How big a slice do the big cheeses get – and are they worth it?

As many of the tier one contractors continue to post poor profit margins the question can be asked: Are the top execs really earning their keep? Interserve’s CEO came under fire earlier this year for drawing a large bonus when the company continued to report massive losses. Compare the tables below  against financial results in the 2018 CN100 report and it raises some interesting questions.

Rank  Executive  Company  Role  Basic salary  (£) Total package (£)
1 Leo Quinn Balfour Beatty CEO 800,000 5,393,891
2 John Morgan Morgan Sindall CEO 491,000 2,578,000
3 Steve Crummett Morgan Sindall FD 391,000 1,997,000
4 Philip Harrison Balfour Beatty CFO 400,000  1,896, 861
5 Andrew Wyllie Costain CEO 468,013 1,666, 763
*The data compiled in the table is based on analysis of the companies’ most recent annual reports. The final compensation package figures include elements such as annual bonus, pension allowance, long-term incentive plans and share awards. The plcs are taken from the annual CN100 in 2017

2018 CN100 Revenue Top 5

2018 rank 2017 rank Change Contractor Revenue (£m) – latest Revenue (£m) – previous Latest accounts end-date
1 1  0 Balfour Beatty 6916.0 6923.0 31/12/2017
2 3  1 Kier 4128.8 3991.4 30/06/2017
3 4  1 Interserve 3250.8 3244.6 31/12/2017
4 7  3 Laing O’Rourke 2934.6 2353.6 31/03/2017
5 5  0 Morgan Sindall 2792.7 2561.6 31/12/2017

2018 CN100 Profits and Margins, Top 5

CN100 2018 rank (by turnover) Contractor Pre-tax profit (£m) – latest Pre-tax profit (£m) – previous Pre-tax margin – latest Pre-tax margin – previous Latest accounts end-date
1 Balfour Beatty 117.0 10.0 1.7% 0.1% 31/12/2017
2 Kier 25.8 -34.9 0.6% -0.9% 30/06/2017
3 Interserve -244.4 -94.1 -7.5% -2.9% 31/12/2107
4 Laing O’Rourke -66.9 -245.6 -2.3% -10.4% 31/03/2017
5 Morgan Sindall 64.9 43.9 2.3% 1.7% 31/12/2017

In earnings, revenue and profit margins, Balfour Beatty tops the scale, yet a comparison of their pre-tax profit margins compared to Sindall, the next highest on the earnings rankings and they lose a little lustre. Balfour Beatty Morgan boasts revenue almost two and a half times that of Morgan Sindall and their CEO’s total salary package is more than double. Yet Balfour Beatty’s profit margins are 0,6% lower than  Morgan Sindall, and when those figures are in millions its quite a significant difference.

The interesting thing is that in 2017 Morgan Sindall reported a profit margin of only 1.8% and were no different from the other top ten main contractors. So what has the company been doing differently and what influence have the top decision makers had on the business turnaround?

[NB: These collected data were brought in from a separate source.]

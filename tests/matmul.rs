use cntryl_probe::{
    matmul, multiply_reference, parallel_multiply, BlockLayout, Delta, Matrix, ProbeConfig,
    ProbeKind, ProbeRunner, SchedulingPass, Timer,
};
use proptest::prelude::*;

#[test]
fn should_match_reference_for_every_thread_count_up_to_64() {
    let layout = BlockLayout::new(4, 8).unwrap();
    let a = Matrix::seeded(layout.dim(), 7);
    let b = Matrix::seeded(layout.dim(), 8);
    let expected = multiply_reference(&a, &b).unwrap();

    let mut pass = SchedulingPass::new(layout, &a, &b).unwrap();
    for threads in 1..=64 {
        pass.run(threads).unwrap();
        pass.verify(&expected)
            .unwrap_or_else(|e| panic!("{threads} threads: {e}"));
    }
}

#[test]
fn should_match_reference_with_default_shape_and_ten_workers() {
    let a = Matrix::seeded(64, 1);
    let b = Matrix::seeded(64, 2);
    let c = parallel_multiply(&a, &b, 16, 10).unwrap();
    assert_eq!(c, multiply_reference(&a, &b).unwrap());
}

#[test]
fn should_handle_one_block_with_more_workers_than_blocks() {
    let a = Matrix::seeded(16, 3);
    let b = Matrix::seeded(16, 4);
    let c = parallel_multiply(&a, &b, 16, 4).unwrap();
    assert_eq!(c, multiply_reference(&a, &b).unwrap());
}

#[test]
fn should_leave_identical_result_after_repeated_timed_passes() {
    let layout = BlockLayout::new(2, 8).unwrap();
    let a = Matrix::seeded(layout.dim(), 11);
    let b = Matrix::seeded(layout.dim(), 12);
    let expected = multiply_reference(&a, &b).unwrap();

    let timer = Timer::with_delta(Delta::from_secs(1e-6).unwrap());
    let mut pass = SchedulingPass::new(layout, &a, &b).unwrap();
    let timing = matmul::time_pass(&timer, &mut pass, 3, 0.1).unwrap();

    assert!(timing.iterations >= 1);
    pass.verify(&expected).unwrap();
}

#[test]
fn should_record_verified_matmul_row_on_runner() {
    let config = ProbeConfig::new().tolerance(0.1).verbose(false);
    let mut runner = ProbeRunner::new("it", config).unwrap();
    let layout = BlockLayout::new(2, 4).unwrap();

    let row = matmul::probe(&mut runner, layout, 4, 99, true).unwrap();

    assert_eq!(row.name, "it/matmul[t=4]");
    assert_eq!(row.kind, ProbeKind::Matmul);
    assert_eq!(row.work_units, Some(512));
    assert_eq!(row.tags.get("dim").map(String::as_str), Some("8"));
    assert!(row.iterations >= 1);
}

proptest! {
    #![proptest_config(ProptestConfig::with_cases(24))]

    #[test]
    fn prop_parallel_product_matches_reference(
        seed in any::<u64>(),
        grid in 1usize..5,
        block in 1usize..9,
        threads in 1usize..17,
    ) {
        let dim = grid * block;
        let a = Matrix::seeded(dim, seed);
        let b = Matrix::seeded(dim, seed.wrapping_add(1));
        let c = parallel_multiply(&a, &b, block, threads).unwrap();
        prop_assert_eq!(c, multiply_reference(&a, &b).unwrap());
    }
}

CEO Jon Morgan has commented that the company has been more selective of the construction project’s it’s taken on and not being overly concerned about shrinking its order book in the process. This approach seems to have worked for them. Focusing mainly in Fit-Out, construction and infrastructure, Morgan Sindall has also targeted urban regeneration projects, which have proven to be a profitable niche. They have also landed a number of major contracts in 2018 including a £1,3bn MoD 10 year framework in Scotland and a £2bn property development JV with Hertfordshire County Council.

The CEO caused shockwaves by announcing he didn’t see the need for late payment legislation when almost everyone else in the industry has been calling for just that. Maybe this is because Morgan Sindall is reported to pay more than 75% of invoices on time.

The CEO and FD may well be the second and third highest paid executives in the industry, but by comparison with the rest of the top ten in terms of revenue, earnings and profit margins, the latter indicates that they’re earning their keep. At the very least, it’s an example of the type of leadership the industry needs.